I have as little superstition in me as any man living, but my secret opinion has ever been, and still is, that God Almighty will not give up a people to military destruction, or leave them unsupportedly to perish, who have so earnestly and so repeatedly sought to avoid the calamities of war, by every decent method which wisdom could invent. Neither have I so much of the infidel in me, as to suppose that He has relinquished the government of the world, and given us up to the care of devils; and as I do not, I cannot see on what grounds the king of Britain can look up to heaven for help against us: a common murderer, a highwayman, or a house-breaker, has as good a pretence as he.
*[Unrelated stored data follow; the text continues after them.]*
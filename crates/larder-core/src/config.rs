// ── Runtime session configuration ──
//
// Describes *how* to reach the backend for an authenticated session.
// Carries credential data and connection tuning, but never touches disk;
// the presentation layer constructs a `SessionConfig` and hands it in.

use std::path::PathBuf;
use std::time::Duration;

use secrecy::SecretString;
use url::Url;

/// Configuration for a [`Session`](crate::session::Session).
#[derive(Debug, Clone)]
pub struct SessionConfig {
    /// API root, e.g. `https://api.larder.app/v1/`.
    pub base_url: Url,
    /// Bearer token for the authenticated user.
    pub token: SecretString,
    /// Request timeout.
    pub timeout: Duration,
    /// Where the suggestion cache mirrors itself on disk.
    /// `None` keeps the cache memory-only.
    pub suggestion_mirror: Option<PathBuf>,
}

impl SessionConfig {
    pub fn new(base_url: Url, token: SecretString) -> Self {
        Self {
            base_url,
            token,
            timeout: Duration::from_secs(30),
            suggestion_mirror: None,
        }
    }

    /// Enable the file-backed suggestion-cache mirror at the platform
    /// data directory (`suggestions.json` under the app's data dir).
    pub fn with_default_suggestion_mirror(mut self) -> Self {
        self.suggestion_mirror = default_suggestion_mirror_path();
        self
    }

    pub fn with_suggestion_mirror(mut self, path: PathBuf) -> Self {
        self.suggestion_mirror = Some(path);
        self
    }

    pub fn with_timeout(mut self, timeout: Duration) -> Self {
        self.timeout = timeout;
        self
    }
}

/// Platform data-dir location for the suggestion-cache mirror.
pub fn default_suggestion_mirror_path() -> Option<PathBuf> {
    directories::ProjectDirs::from("app", "larder", "larder")
        .map(|dirs| dirs.data_dir().join("suggestions.json"))
}
// ── Suggestion caching & request coordination ──

mod cache;
mod coordinator;

pub use cache::SuggestionCache;
pub use coordinator::{SuggestionCoordinator, SuggestionPhase};
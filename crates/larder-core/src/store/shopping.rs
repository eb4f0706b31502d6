// ── Shopping collection store ──
//
// Same snapshot discipline as the inventory store, over the shopping
// list. Pending items have no bucket; placed items group by their
// storage location.

use std::collections::HashMap;
use std::sync::Arc;
use std::sync::atomic::{AtomicU64, Ordering};

use tokio::sync::watch;
use tracing::{debug, warn};

use super::LoadPhase;
use crate::error::CoreError;
use crate::model::{ItemId, ShoppingItem, StorageLocation};
use crate::remote::ShoppingRemote;
use crate::requests::{AddShoppingRequest, CompletePurchaseRequest};
use crate::stream::StateStream;

/// One immutable snapshot of the shopping list.
#[derive(Debug, Clone, Default)]
pub struct ShoppingState {
    pub phase: LoadPhase,
    /// Authoritative ordered list.
    pub items: Vec<Arc<ShoppingItem>>,
    /// Items not yet placed, in authoritative order.
    pub pending: Vec<Arc<ShoppingItem>>,
    /// Placed items grouped by storage location.
    pub items_by_location: HashMap<StorageLocation, Vec<Arc<ShoppingItem>>>,
}

impl ShoppingState {
    fn recompute(phase: LoadPhase, items: Vec<Arc<ShoppingItem>>) -> Self {
        let mut pending = Vec::new();
        let mut items_by_location: HashMap<StorageLocation, Vec<Arc<ShoppingItem>>> =
            HashMap::new();

        for item in &items {
            match item.placement.location() {
                Some(location) => items_by_location
                    .entry(location)
                    .or_default()
                    .push(Arc::clone(item)),
                None => pending.push(Arc::clone(item)),
            }
        }

        Self {
            phase,
            items,
            pending,
            items_by_location,
        }
    }

    /// Placed items at a location, in authoritative order.
    pub fn items_at(&self, location: StorageLocation) -> &[Arc<ShoppingItem>] {
        self.items_by_location
            .get(&location)
            .map_or(&[], Vec::as_slice)
    }

    /// Newest first, by `created_at`. Computed on demand.
    pub fn sorted_by_recently_added(&self) -> Vec<Arc<ShoppingItem>> {
        let mut sorted = self.items.clone();
        sorted.sort_by(|a, b| b.created_at.cmp(&a.created_at));
        sorted
    }
}

/// Reactive store for the shopping collection.
pub struct ShoppingStore {
    remote: Arc<dyn ShoppingRemote>,
    state: watch::Sender<Arc<ShoppingState>>,
    epoch: AtomicU64,
}

impl ShoppingStore {
    pub fn new(remote: Arc<dyn ShoppingRemote>) -> Self {
        let (state, _) = watch::channel(Arc::new(ShoppingState::default()));
        Self {
            remote,
            state,
            epoch: AtomicU64::new(0),
        }
    }

    // ── Reads ────────────────────────────────────────────────────────

    pub fn snapshot(&self) -> Arc<ShoppingState> {
        self.state.borrow().clone()
    }

    pub fn subscribe(&self) -> StateStream<Arc<ShoppingState>> {
        StateStream::new(self.state.subscribe())
    }

    // ── Mutations ────────────────────────────────────────────────────

    /// Replace the authoritative list wholesale. Invalidates any fetch
    /// currently in flight.
    pub fn set_items(&self, items: Vec<ShoppingItem>) {
        self.epoch.fetch_add(1, Ordering::SeqCst);
        let items = items.into_iter().map(Arc::new).collect();
        self.state
            .send_modify(|state| *state = Arc::new(ShoppingState::recompute(LoadPhase::Loaded, items)));
    }

    /// Fetch the list from the backend; same phase machine and stale
    /// completion handling as the inventory store.
    pub async fn fetch(&self) {
        let epoch = self.epoch.fetch_add(1, Ordering::SeqCst) + 1;
        self.apply_phase(LoadPhase::Loading);

        let result = self.remote.fetch_items().await;

        if self.epoch.load(Ordering::SeqCst) != epoch {
            debug!("dropping stale shopping fetch completion");
            return;
        }
        match result {
            Ok(items) => {
                let items = items.into_iter().map(Arc::new).collect();
                self.state.send_modify(|state| {
                    *state = Arc::new(ShoppingState::recompute(LoadPhase::Loaded, items));
                });
            }
            Err(e) => {
                warn!(error = %e, "shopping fetch failed");
                self.apply_phase(LoadPhase::Error(Arc::new(e)));
            }
        }
    }

    /// Add entries remotely and append every returned item. On failure
    /// the list is unchanged and the error is returned for logging.
    pub async fn add_items(&self, req: AddShoppingRequest) -> Result<Vec<ItemId>, CoreError> {
        let created = self.remote.add_items(req).await?;
        let ids: Vec<ItemId> = created.iter().map(|item| item.id).collect();

        self.state.send_modify(|state| {
            let mut items = state.items.clone();
            items.extend(created.into_iter().map(Arc::new));
            *state = Arc::new(ShoppingState::recompute(state.phase.clone(), items));
        });
        Ok(ids)
    }

    /// Complete an item into the inventory flow. The backend returns the
    /// placed item, which replaces the local one. Unknown ids surface as
    /// `NotFound` from the backend; the local list only changes on
    /// success.
    pub async fn complete_item(
        &self,
        id: ItemId,
        req: CompletePurchaseRequest,
    ) -> Result<Arc<ShoppingItem>, CoreError> {
        let placed = Arc::new(self.remote.complete_item(id, req).await?);

        let result = Arc::clone(&placed);
        self.state.send_if_modified(|state| {
            let Some(index) = state.items.iter().position(|item| item.id == id) else {
                debug!(item = %id, "completed shopping item not in local list");
                return false;
            };
            let mut items = state.items.clone();
            items[index] = Arc::clone(&placed);
            *state = Arc::new(ShoppingState::recompute(state.phase.clone(), items));
            true
        });
        Ok(result)
    }

    fn apply_phase(&self, phase: LoadPhase) {
        self.state.send_modify(|state| {
            *state = Arc::new(ShoppingState::recompute(phase, state.items.clone()));
        });
    }
}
‘Tis surprising to see how rapidly a panic will sometimes run through a country. All nations and ages have been subject to them. Britain has trembled like an ague at the report of a French fleet of flat-bottomed boats; and in the fourteenth [fifteenth] century the whole English army, after ravaging the kingdom of France, was driven back like men petrified with fear; and this brave exploit was performed by a few broken forces collected and headed by a woman, Joan of Arc. Would that heaven might inspire some Jersey maid to spirit up her countrymen, and save her fair fellow sufferers from ravage and ravishment! Yet panics, in some cases, have their uses; they produce as much good as hurt. Their duration is always short; the mind soon grows through them, and acquires a firmer habit than before. But their peculiar advantage is, that they are the touchstones of sincerity and hypocrisy, and bring things and men to light, which might otherwise have lain forever undiscovered. In fact, they have the same effect on secret traitors, which an imaginary apparition would have upon a private murderer. They sift out the hidden thoughts of man, and hold them up in public to the world. Many a disguised Tory has lately shown his head, that shall penitentially solemnize with curses the day on which Howe arrived upon the Delaware.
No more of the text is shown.